Леха нарочно задержался, чтобы Длинный не подумал, что он трусит. Однако тот цвикнул зубом и прошел мимо, даже не посмотрев в его сторону. Заперев дверь на замок, Леха собрался было положить ключ за косяк, но подержал его в руке и… сунул в карман.
На улице его поджидал Алевтин. Он широко улыбался, показывая порченые зубы.
— Ну вот, — похлопал он Леху по плечу. — А ты — режим! Футбольная тренировка! Кому она нужна здесь?
Леха хотел возразить Алевтину, но передумал…
Чужая смерть
Глухарь долго шел пешком по снегу. Время от времени он останавливался, оглядывался настороженно, переминался с ноги на ногу и двигался дальше. Было еще темно, но он не сбивался с пути. Проснувшись и выбравшись из лунки, он сразу вспомнил, в какую сторону накануне бросало Светило тень деревьев. Там лежала длинная поляна с ручьем, сейчас он торопился к ней.
В лесу пока стояла тишина. Но глухарь хорошо знал Закон леса и не обманывался. Тишина всегда опаснее, чем скрип и шорох, предупреждающие о приближении врагов издалека. Когда Светило становилось холодным, а земля в лесу белой и скрипучей, было легче уберечься. Но в темноте тень врага могла слиться с деревом, за которым он прятался; чтобы не скрипеть на ходу лапами, надо уходить от лунки осторожно.
Место для ночевки он искал перед самым закатом Светила. Медленно летя над лесом, он высматривал полянку без единого следа на снежной белизне и густо окруженную деревьями. Глухарь садился на длинную ветку над полянкой, долго прислушивался и вглядывался вниз, потом взъерошивал перья и нырял с высоты под наст. Он жил в лесу уже долго, часто ночевал вот так и каждый раз, проснувшись затемно, быстрее уходил от лунки — так велел Закон.
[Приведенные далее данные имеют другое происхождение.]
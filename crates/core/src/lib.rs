//! Session bootstrap and capability registry for an unofficial messaging web client.
//!
//! [`login`] turns stored session state (or credentials) into an [`Api`]: it
//! establishes the session over HTTP, scrapes the per-session protocol
//! parameters from the landing page, builds the shared [`SessionContext`],
//! and assembles the capability registry on top of it.

pub mod api;
pub mod capability;
pub mod config;
pub mod context;
pub mod cookies;
pub mod error;
pub mod establish;
pub mod extract;
pub mod logging;
pub mod login;
pub mod options;
pub mod refresh;
pub mod request;
pub mod sync;
pub mod transport;

pub use api::Api;
pub use capability::{CATALOG, Capability, CapabilityRegistry, CapabilitySpec};
pub use config::{AppConfig, ReconnectConfig};
pub use context::SessionContext;
pub use cookies::SessionCookies;
pub use error::{CapabilityError, ConfigLoadError, LoginError, RefreshError, Result};
pub use establish::LoginInput;
pub use login::{DEFAULT_BASE_URL, LoginOptions, login};
pub use msgr_protocol::{AppStateCookie, AppStateInput, Credentials};
pub use options::Settings;
pub use sync::{JsonFileSink, SessionSink, SessionSnapshot};
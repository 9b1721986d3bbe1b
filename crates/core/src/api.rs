//! The object a successful login hands back.

use std::sync::Arc;

use msgr_protocol::AppStateCookie;
use serde_json::{Map, Value};
use tracing::debug;

use crate::capability::{Capability, CapabilityRegistry, LISTEN_ALIAS, assemble_registry};
use crate::context::SessionContext;
use crate::error::{CapabilityError, Result};
use crate::login::LoginOptions;
use crate::refresh::RefreshTask;
use crate::request::RequestHelper;
use crate::sync::{SessionSnapshot, spawn_sync};

/// A logged-in session and its capabilities.
///
/// Dropping the `Api` stops the token refresh task.
#[derive(Debug)]
pub struct Api {
	ctx: Arc<SessionContext>,
	registry: Arc<CapabilityRegistry>,
	refresh: Option<RefreshTask>,
}

/// Builds the capability registry for `ctx` and starts the background work.
pub fn assemble(ctx: Arc<SessionContext>, options: &LoginOptions) -> Result<Api> {
	let helper = RequestHelper::new(Arc::clone(&ctx), options.request_timeout);
	let registry = Arc::new(assemble_registry(options.catalog, &helper, &ctx)?);
	debug!(target = "msgr.capability", count = registry.len(), "capabilities assembled");

	if let Some(sink) = &options.sink {
		spawn_sync(Arc::clone(sink), SessionSnapshot::capture(&ctx));
	}
	let refresh = options
		.refresh_interval
		.map(|interval| RefreshTask::spawn(Arc::clone(&registry), interval));

	Ok(Api { ctx, registry, refresh })
}

impl Api {
	pub fn user_id(&self) -> &str {
		self.ctx.user_id()
	}

	pub fn context(&self) -> &Arc<SessionContext> {
		&self.ctx
	}

	pub fn registry(&self) -> &Arc<CapabilityRegistry> {
		&self.registry
	}

	/// Applies partial options to the live settings.
	pub fn set_options(&self, partial: &Map<String, Value>) {
		self.ctx.apply_options(partial);
	}

	/// Current session cookies, first occurrence per key.
	pub fn get_app_state(&self) -> Vec<AppStateCookie> {
		self.ctx.cookies().deduplicated_app_state()
	}

	pub fn get(&self, name: &str) -> Option<Arc<dyn Capability>> {
		self.registry.get(name)
	}

	pub async fn call(&self, name: &str, args: Value) -> Result<Value, CapabilityError> {
		self.registry.call(name, args).await
	}

	/// The legacy `listen` alias.
	pub fn listen(&self) -> Option<Arc<dyn Capability>> {
		self.registry.get(LISTEN_ALIAS)
	}

	pub fn capability_names(&self) -> Vec<&str> {
		self.registry.names()
	}

	pub fn is_refreshing(&self) -> bool {
		self.refresh.as_ref().is_some_and(|task| !task.is_stopped())
	}

	/// Stops background work. Capabilities stay callable.
	pub fn close(&mut self) {
		if let Some(task) = self.refresh.take() {
			task.stop();
			debug!(target = "msgr.session", user_id = %self.ctx.user_id(), "session closed");
		}
	}
}
//! Session settings and the option validator.
//!
//! [`apply_options`] is the single write path for [`Settings`]: boolean keys are
//! coerced, value keys run their side effect, unknown keys are warned about and
//! dropped. Applying the same partial options twice yields the same state as
//! applying them once.

use serde::{Deserialize, Serialize};
use serde_json::{Map, Value};
use tracing::{debug, warn};

use crate::logging;

/// User agent sent when none (or an empty one) is configured.
pub const DEFAULT_USER_AGENT: &str =
	"Mozilla/5.0 (Macintosh; Intel Mac OS X 10_15_7) AppleWebKit/537.36 (KHTML, like Gecko) Chrome/124.0.0.0 Safari/537.36";

/// Settings shared by every component of a logged-in session.
#[derive(Debug, Clone, PartialEq, Eq, Serialize, Deserialize)]
#[serde(rename_all = "camelCase")]
pub struct Settings {
	pub online: bool,
	pub self_listen: bool,
	pub listen_events: bool,
	pub update_presence: bool,
	pub force_login: bool,
	pub auto_mark_delivery: bool,
	pub auto_mark_read: bool,
	pub listen_typing: bool,
	pub auto_reconnect: bool,
	pub emit_ready: bool,
	pub pause_log: bool,
	pub log_level: String,
	pub log_record_size: usize,
	#[serde(rename = "pageID")]
	pub page_id: Option<String>,
	pub user_agent: String,
	pub proxy: Option<String>,
}

impl Default for Settings {
	fn default() -> Self {
		Self {
			online: true,
			self_listen: false,
			listen_events: true,
			update_presence: false,
			force_login: false,
			auto_mark_delivery: false,
			auto_mark_read: false,
			listen_typing: false,
			auto_reconnect: true,
			emit_ready: false,
			pause_log: false,
			log_level: "info".to_string(),
			log_record_size: logging::DEFAULT_RECORD_LIMIT,
			page_id: None,
			user_agent: DEFAULT_USER_AGENT.to_string(),
			proxy: None,
		}
	}
}

impl Settings {
	/// Defaults with `partial` applied on top.
	pub fn from_options(partial: &Map<String, Value>) -> Self {
		let mut settings = Self::default();
		apply_options(&mut settings, partial);
		settings
	}

	fn bool_slot(&mut self, key: &str) -> Option<&mut bool> {
		Some(match key {
			"online" => &mut self.online,
			"selfListen" => &mut self.self_listen,
			"listenEvents" => &mut self.listen_events,
			"updatePresence" => &mut self.update_presence,
			"forceLogin" => &mut self.force_login,
			"autoMarkDelivery" => &mut self.auto_mark_delivery,
			"autoMarkRead" => &mut self.auto_mark_read,
			"listenTyping" => &mut self.listen_typing,
			"autoReconnect" => &mut self.auto_reconnect,
			"emitReady" => &mut self.emit_ready,
			_ => return None,
		})
	}
}

/// Applies `partial` to `settings` in place. Never fails.
pub fn apply_options(settings: &mut Settings, partial: &Map<String, Value>) {
	for (key, value) in partial {
		if let Some(slot) = settings.bool_slot(key) {
			*slot = truthy(value);
			continue;
		}

		match key.as_str() {
			"pauseLog" => {
				let paused = truthy(value);
				if paused {
					logging::pause();
				} else {
					logging::resume();
				}
				settings.pause_log = paused;
			}
			"logLevel" => match value.as_str().map(|level| (level, logging::set_level(level))) {
				Some((level, Ok(()))) => settings.log_level = level.to_string(),
				Some((_, Err(err))) => warn!(target = "msgr.options", option = %key, error = %err, "ignoring invalid option value"),
				None => warn!(target = "msgr.options", option = %key, value = %value, "logLevel must be a string; ignoring"),
			},
			"logRecordSize" => match value.as_u64() {
				Some(size) => {
					let size = usize::try_from(size).unwrap_or(usize::MAX);
					logging::set_record_limit(size);
					settings.log_record_size = size;
				}
				None => warn!(target = "msgr.options", option = %key, value = %value, "logRecordSize must be a non-negative integer; ignoring"),
			},
			"pageID" => settings.page_id = Some(stringify(value)),
			"userAgent" => {
				settings.user_agent = match value.as_str() {
					Some(ua) if !ua.is_empty() => ua.to_string(),
					_ => DEFAULT_USER_AGENT.to_string(),
				};
			}
			"proxy" => {
				settings.proxy = value.as_str().filter(|p| !p.is_empty()).map(str::to_string);
				debug!(target = "msgr.options", proxy = ?settings.proxy, "proxy updated");
			}
			_ => {
				debug_assert!(!msgr_protocol::is_known_option(key), "recognized option {key} has no handler");
				warn!(target = "msgr.options", option = %key, "unrecognized option; ignoring");
			}
		}
	}
}

/// Boolean coercion with script-style truthiness.
///
/// `false`, `null`, `0`, `NaN` and `""` are false; everything else, including
/// the strings `"false"` and `"0"`, arrays and objects, is true.
pub fn truthy(value: &Value) -> bool {
	match value {
		Value::Null => false,
		Value::Bool(b) => *b,
		Value::Number(n) => n.as_f64().is_some_and(|f| f != 0.0 && !f.is_nan()),
		Value::String(s) => !s.is_empty(),
		Value::Array(_) | Value::Object(_) => true,
	}
}

fn stringify(value: &Value) -> String {
	match value {
		Value::String(s) => s.clone(),
		other => other.to_string(),
	}
}
//! Interactive credential input.

use std::fmt;

use serde::{Deserialize, Serialize};

/// Email/password pair for an interactive login.
#[derive(Clone, Serialize, Deserialize)]
pub struct Credentials {
	pub email: String,
	pub password: String,
}

impl Credentials {
	pub fn new(email: impl Into<String>, password: impl Into<String>) -> Self {
		Self {
			email: email.into(),
			password: password.into(),
		}
	}
}

impl fmt::Debug for Credentials {
	fn fmt(&self, f: &mut fmt::Formatter<'_>) -> fmt::Result {
		f.debug_struct("Credentials")
			.field("email", &self.email)
			.field("password", &"<redacted>")
			.finish()
	}
}
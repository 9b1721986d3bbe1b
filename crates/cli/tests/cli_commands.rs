use std::path::Path;
use std::process::Command;

use tempfile::TempDir;

fn run_msgr(workdir: &Path, args: &[&str]) -> (bool, String, String) {
	let output = Command::new(env!("CARGO_BIN_EXE_msgr"))
		.current_dir(workdir)
		.args(args)
		.output()
		.expect("failed to execute msgr");

	let stdout = String::from_utf8_lossy(&output.stdout).to_string();
	let stderr = String::from_utf8_lossy(&output.stderr).to_string();
	(output.status.success(), stdout, stderr)
}

#[test]
fn state_show_lists_cookies_and_identity() {
	let temp = TempDir::new().unwrap();
	std::fs::write(
		temp.path().join("state.json"),
		r#"[
  {"key": "c_user", "value": "100", "domain": ".example.com", "path": "/"},
  {"key": "xs", "value": "secret", "domain": ".example.com", "expires": "Fri, 01 Jan 2027 00:00:00 GMT"}
]"#,
	)
	.unwrap();

	let (success, stdout, stderr) = run_msgr(temp.path(), &["state", "show", "state.json"]);
	assert!(success, "stderr: {stderr}");
	assert!(stdout.contains("COOKIES (2):"));
	assert!(stdout.contains("Fri, 01 Jan 2027 00:00:00 GMT"));
	assert!(stdout.contains("identity: 100"));
}

#[test]
fn state_show_rejects_malformed_files() {
	let temp = TempDir::new().unwrap();
	std::fs::write(temp.path().join("state.json"), "{ nope").unwrap();

	let (success, _stdout, _stderr) = run_msgr(temp.path(), &["state", "show", "state.json"]);
	assert!(!success);
}

#[test]
fn config_init_refuses_to_overwrite_without_force() {
	let temp = TempDir::new().unwrap();
	let path = temp.path().join("cfg").join("config.json");
	let path_arg = path.to_str().unwrap();

	let (success, stdout, stderr) = run_msgr(temp.path(), &["config", "init", "--path", path_arg]);
	assert!(success, "stderr: {stderr}");
	assert!(stdout.contains("Wrote default configuration"));
	let written: serde_json::Value = serde_json::from_str(&std::fs::read_to_string(&path).unwrap()).unwrap();
	assert_eq!(written["mqtt"]["reconnectInterval"], 3600);

	let (success, _, _) = run_msgr(temp.path(), &["config", "init", "--path", path_arg]);
	assert!(!success);

	let (success, _, stderr) = run_msgr(temp.path(), &["config", "init", "--path", path_arg, "--force"]);
	assert!(success, "stderr: {stderr}");
}

#[test]
fn config_show_merges_over_defaults() {
	let temp = TempDir::new().unwrap();
	let path = temp.path().join("config.json");
	std::fs::write(&path, r#"{"autoUpdate": false}"#).unwrap();

	let (success, stdout, stderr) = run_msgr(temp.path(), &["config", "show", "--path", path.to_str().unwrap()]);
	assert!(success, "stderr: {stderr}");
	assert!(stdout.contains(r#""autoUpdate": false"#));
	assert!(stdout.contains(r#""reconnectInterval": 3600"#));
}
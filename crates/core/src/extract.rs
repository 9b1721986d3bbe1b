//! Protocol parameter extraction from the landing document.
//!
//! This is the only module that looks at raw markup. Missing parameters are
//! reported as absent; only the checkpoint marker is an error.

use std::sync::LazyLock;

use regex::Regex;
use tracing::debug;
use url::Url;

use crate::error::LoginError;

/// Present in the landing page of checkpointed or blocked accounts.
pub const CHECKPOINT_MARKER: &str = "/checkpoint/block/?next";
/// Precedes the cross-site request token literal.
pub const TOKEN_MARKER: &str = r#"["DTSGInitialData",[],{"token":""#;
/// Region used when the streaming endpoint carries none.
pub const DEFAULT_REGION: &str = "PRN";

static ENDPOINT_RE: LazyLock<Regex> = LazyLock::new(|| Regex::new(r#""endpoint":"(.+?)""#).expect("ENDPOINT_RE should compile"));
static TOKEN_RE: LazyLock<Regex> =
	LazyLock::new(|| Regex::new(&format!(r#"{}(.*?)""#, regex::escape(TOKEN_MARKER))).expect("TOKEN_RE should compile"));
static REVISION_RE: LazyLock<Regex> = LazyLock::new(|| Regex::new(r#""client_revision":(\d+)"#).expect("REVISION_RE should compile"));

/// Ephemeral parameters scraped from the landing document.
#[derive(Debug, Clone, PartialEq, Eq)]
pub struct ProtocolParams {
	/// Streaming endpoint with path separators unescaped.
	pub endpoint: Option<Url>,
	/// Upper-cased `region` query parameter of the endpoint, or [`DEFAULT_REGION`].
	pub region: String,
	/// Cross-site request token.
	pub token: Option<String>,
	/// Client revision number, sent along with protected requests when known.
	pub revision: Option<String>,
}

impl Default for ProtocolParams {
	fn default() -> Self {
		Self {
			endpoint: None,
			region: DEFAULT_REGION.to_string(),
			token: None,
			revision: None,
		}
	}
}

impl ProtocolParams {
	/// Scans `document`, failing only when the account is checkpointed.
	pub fn extract(document: &str) -> Result<Self, LoginError> {
		if document.contains(CHECKPOINT_MARKER) {
			return Err(LoginError::DeadSession);
		}
		Ok(Self::scan(document))
	}

	fn scan(document: &str) -> Self {
		let endpoint = ENDPOINT_RE
			.captures(document)
			.and_then(|caps| caps.get(1))
			.and_then(|raw| {
				let unescaped = raw.as_str().replace("\\/", "/");
				Url::parse(&unescaped)
					.inspect_err(|err| debug!(target = "msgr.extract", endpoint = %unescaped, error = %err, "ignoring unparsable endpoint"))
					.ok()
			});

		let region = endpoint
			.as_ref()
			.and_then(|url| url.query_pairs().find(|(key, _)| key == "region").map(|(_, value)| value.to_uppercase()))
			.filter(|region| !region.is_empty())
			.unwrap_or_else(|| DEFAULT_REGION.to_string());

		let token = TOKEN_RE
			.captures(document)
			.and_then(|caps| caps.get(1))
			.map(|m| m.as_str().to_string())
			.filter(|token| !token.is_empty());

		let revision = REVISION_RE.captures(document).and_then(|caps| caps.get(1)).map(|m| m.as_str().to_string());

		debug!(
			target = "msgr.extract",
			endpoint = endpoint.is_some(),
			%region,
			token = token.is_some(),
			"protocol parameters extracted"
		);

		Self {
			endpoint,
			region,
			token,
			revision,
		}
	}
}

#[cfg(test)]
mod tests {
	use super::*;

	#[test]
	fn endpoint_is_unescaped_and_region_uppercased() {
		let doc = r#"<script>{"appID":1,"endpoint":"https:\/\/edge.example.com\/mqtt?region=prn","pollingEndpoint":"x"}</script>"#;
		let params = ProtocolParams::extract(doc).unwrap();
		let endpoint = params.endpoint.unwrap();
		assert_eq!(endpoint.as_str(), "https://edge.example.com/mqtt?region=prn");
		assert_eq!(endpoint.path(), "/mqtt");
		assert_eq!(params.region, "PRN");
	}

	#[test]
	fn missing_endpoint_falls_back_to_default_region() {
		let params = ProtocolParams::extract("<html><body>welcome</body></html>").unwrap();
		assert_eq!(params, ProtocolParams::default());
		assert_eq!(params.region, DEFAULT_REGION);
	}

	#[test]
	fn endpoint_without_region_uses_default() {
		let params = ProtocolParams::extract(r#""endpoint":"wss:\/\/edge.example.com\/chat?cid=1""#).unwrap();
		assert!(params.endpoint.is_some());
		assert_eq!(params.region, "PRN");
	}

	#[test]
	fn unparsable_endpoint_is_absent() {
		let params = ProtocolParams::extract(r#""endpoint":"not a url""#).unwrap();
		assert_eq!(params.endpoint, None);
		assert_eq!(params.region, DEFAULT_REGION);
	}

	#[test]
	fn token_match_is_non_greedy() {
		let doc = r#"x["DTSGInitialData",[],{"token":"AQH-abc:123","async_get_token":"other"}]"#;
		let params = ProtocolParams::extract(doc).unwrap();
		assert_eq!(params.token.as_deref(), Some("AQH-abc:123"));
	}

	#[test]
	fn first_endpoint_occurrence_wins() {
		let doc = r#""endpoint":"https:\/\/a.example.com\/?region=ash" "endpoint":"https:\/\/b.example.com\/?region=odn""#;
		let params = ProtocolParams::extract(doc).unwrap();
		assert_eq!(params.endpoint.unwrap().host_str(), Some("a.example.com"));
		assert_eq!(params.region, "ASH");
	}

	#[test]
	fn checkpoint_marker_is_dead_session() {
		let doc = r#"<a href="/checkpoint/block/?next=https%3A%2F%2Fexample.com">"endpoint":"https:\/\/e.example.com\/""#;
		assert!(matches!(ProtocolParams::extract(doc), Err(LoginError::DeadSession)));
	}

	#[test]
	fn revision_is_captured_when_present() {
		let params = ProtocolParams::extract(r#"{"client_revision":1012345678,"x":1}"#).unwrap();
		assert_eq!(params.revision.as_deref(), Some("1012345678"));
	}
}
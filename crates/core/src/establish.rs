//! Session establishment: from app state or credentials to an authenticated landing page.
//!
//! Requests run strictly in sequence; each one carries the cookies persisted
//! from every earlier response. At most one meta-refresh redirect is followed.
//! Nothing here retries.

use std::sync::{Arc, LazyLock};
use std::time::Duration;

use msgr_protocol::{AppStateInput, Credentials};
use regex::Regex;
use reqwest::Client;
use tracing::{debug, warn};
use url::Url;

use crate::cookies::SessionCookies;
use crate::error::{LoginError, Result};
use crate::options::Settings;
use crate::transport::Transport;

static META_REFRESH_RE: LazyLock<Regex> = LazyLock::new(|| {
	Regex::new(r#"(?i)<meta\s+http-equiv=["']?refresh["']?\s+content=["']?\s*\d+\s*;\s*url=([^"'>\s]+)"#)
		.expect("META_REFRESH_RE should compile")
});

/// What a login starts from.
#[derive(Debug, Clone)]
pub enum LoginInput {
	AppState(AppStateInput),
	Credentials(Credentials),
}

impl From<AppStateInput> for LoginInput {
	fn from(state: AppStateInput) -> Self {
		LoginInput::AppState(state)
	}
}

impl From<Credentials> for LoginInput {
	fn from(credentials: Credentials) -> Self {
		LoginInput::Credentials(credentials)
	}
}

/// Result of a successful establishment.
#[derive(Debug)]
pub struct Established {
	/// Body of the final landing page.
	pub document: String,
	/// URL the final document was served from.
	pub url: Url,
	pub cookies: Arc<SessionCookies>,
}

/// Runs the establishment request sequence against `base_url`.
pub async fn establish(input: LoginInput, settings: &Settings, base_url: &Url, timeout: Duration) -> Result<Established> {
	let (transport, page) = match input {
		LoginInput::AppState(state) => {
			let records = state.into_cookies().map_err(LoginError::MalformedState)?;
			let cookies = Arc::new(SessionCookies::from_app_state(&records));
			debug!(target = "msgr.session", cookies = cookies.len(), "installed session state");

			let transport = Transport::new(cookies, timeout).without_referer();
			let client = transport.client(settings).map_err(LoginError::Transport)?;
			let page = fetch(&client, base_url).await?;
			(transport, page)
		}
		LoginInput::Credentials(_) => {
			debug!(target = "msgr.session", "priming cookies for credential login");
			let transport = Transport::new(Arc::new(SessionCookies::new()), timeout);
			let client = transport.client(settings).map_err(LoginError::Transport)?;
			let baseline = fetch(&client, base_url).await?;
			debug!(target = "msgr.session", cookies = transport.cookies().len(), url = %baseline.url, "baseline cookies persisted");
			let page = fetch(&client, base_url).await?;
			(transport, page)
		}
	};

	let client = transport.client(settings).map_err(LoginError::Transport)?;
	let page = match meta_refresh_target(&page.body, &page.url) {
		Some(target) => {
			debug!(target = "msgr.session", url = %target, "following meta refresh");
			fetch(&client, &target).await?
		}
		None => page,
	};

	Ok(Established {
		document: page.body,
		url: page.url,
		cookies: Arc::clone(transport.cookies()),
	})
}

struct Page {
	url: Url,
	body: String,
}

async fn fetch(client: &Client, url: &Url) -> Result<Page> {
	let response = client.get(url.clone()).send().await?;
	let status = response.status();
	let final_url = response.url().clone();
	let body = response.text().await?;
	debug!(target = "msgr.session", %final_url, status = status.as_u16(), bytes = body.len(), "fetched page");
	Ok(Page { url: final_url, body })
}

/// Target of a `<meta http-equiv="refresh">` directive, resolved against `base`.
fn meta_refresh_target(body: &str, base: &Url) -> Option<Url> {
	let raw = META_REFRESH_RE.captures(body)?.get(1)?.as_str();
	let decoded = raw.replace("&amp;", "&");
	base.join(&decoded)
		.inspect_err(|err| warn!(target = "msgr.session", target_url = %decoded, error = %err, "ignoring unresolvable meta refresh"))
		.ok()
}

#[cfg(test)]
mod tests {
	use super::*;

	fn base() -> Url {
		Url::parse("https://www.example.com/home.php").unwrap()
	}

	#[test]
	fn meta_refresh_absolute_target() {
		let body = r#"<html><head><meta http-equiv="refresh" content="0;url=https://www.example.com/?noscript=1" /></head></html>"#;
		assert_eq!(
			meta_refresh_target(body, &base()).unwrap().as_str(),
			"https://www.example.com/?noscript=1"
		);
	}

	#[test]
	fn meta_refresh_relative_target_with_entities() {
		let body = r#"<META HTTP-EQUIV='Refresh' CONTENT='3; URL=/landing?a=1&amp;b=2'>"#;
		assert_eq!(
			meta_refresh_target(body, &base()).unwrap().as_str(),
			"https://www.example.com/landing?a=1&b=2"
		);
	}

	#[test]
	fn no_meta_refresh() {
		assert!(meta_refresh_target("<meta charset=\"utf-8\">", &base()).is_none());
	}

	#[derive(Clone, Default)]
	struct FieldCapture(Arc<parking_lot::Mutex<Vec<String>>>);

	impl<S: tracing::Subscriber> tracing_subscriber::Layer<S> for FieldCapture {
		fn on_event(&self, event: &tracing::Event<'_>, _ctx: tracing_subscriber::layer::Context<'_, S>) {
			struct Collect<'a>(&'a mut Vec<String>);
			impl tracing::field::Visit for Collect<'_> {
				fn record_debug(&mut self, field: &tracing::field::Field, value: &dyn std::fmt::Debug) {
					self.0.push(format!("{}={value:?}", field.name()));
				}
			}
			event.record(&mut Collect(&mut self.0.lock()));
		}
	}

	#[tokio::test]
	async fn credential_login_does_not_log_the_account() {
		use tracing_subscriber::layer::SubscriberExt;

		let capture = FieldCapture::default();
		let _guard = tracing::subscriber::set_default(tracing_subscriber::registry().with(capture.clone()));

		let unreachable = Url::parse("http://127.0.0.1:9/").unwrap();
		let input = LoginInput::Credentials(Credentials::new("someone@example.com", "hunter2"));
		let _ = establish(input, &Settings::default(), &unreachable, Duration::from_secs(1)).await;

		let fields = capture.0.lock();
		assert!(!fields.is_empty());
		assert!(fields.iter().all(|f| !f.contains("someone@example.com") && !f.contains("hunter2")));
	}

	#[tokio::test]
	async fn malformed_state_text_fails_before_any_request() {
		let unreachable = Url::parse("http://127.0.0.1:9/").unwrap();
		let err = establish(
			LoginInput::AppState(AppStateInput::Text("{not json".into())),
			&Settings::default(),
			&unreachable,
			Duration::from_secs(1),
		)
		.await
		.unwrap_err();
		assert!(matches!(err, LoginError::MalformedState(_)));
	}
}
Лапы глухаря тонули в мягкой подушке снега, и на тропе после него оставались глубокие кресты, похожие на звериные следы, — этим снег был опасен. Глухарь знал, что по крестам догнать его легко, тяжелого и неповоротливого на земле, поэтому торопился. Чертя по снегу концами больших и путающихся в чащобе крыльев, он вперевалку подныривал под нависшие кусты, перепрыгивал через валежины, спешил к поляне. Зоб его еще не опустел с вечера, но Закон не позволял останавливаться и гнал дальше — не только от опасности, но и к корму. На длинной поляне достаточно места для разбега — там он покинет землю, поднимется над всеми опасностями и полетит спокойно кормиться, чтобы жить дальше. А это и есть главный Закон леса — во что бы то ни стало продлить свою жизнь.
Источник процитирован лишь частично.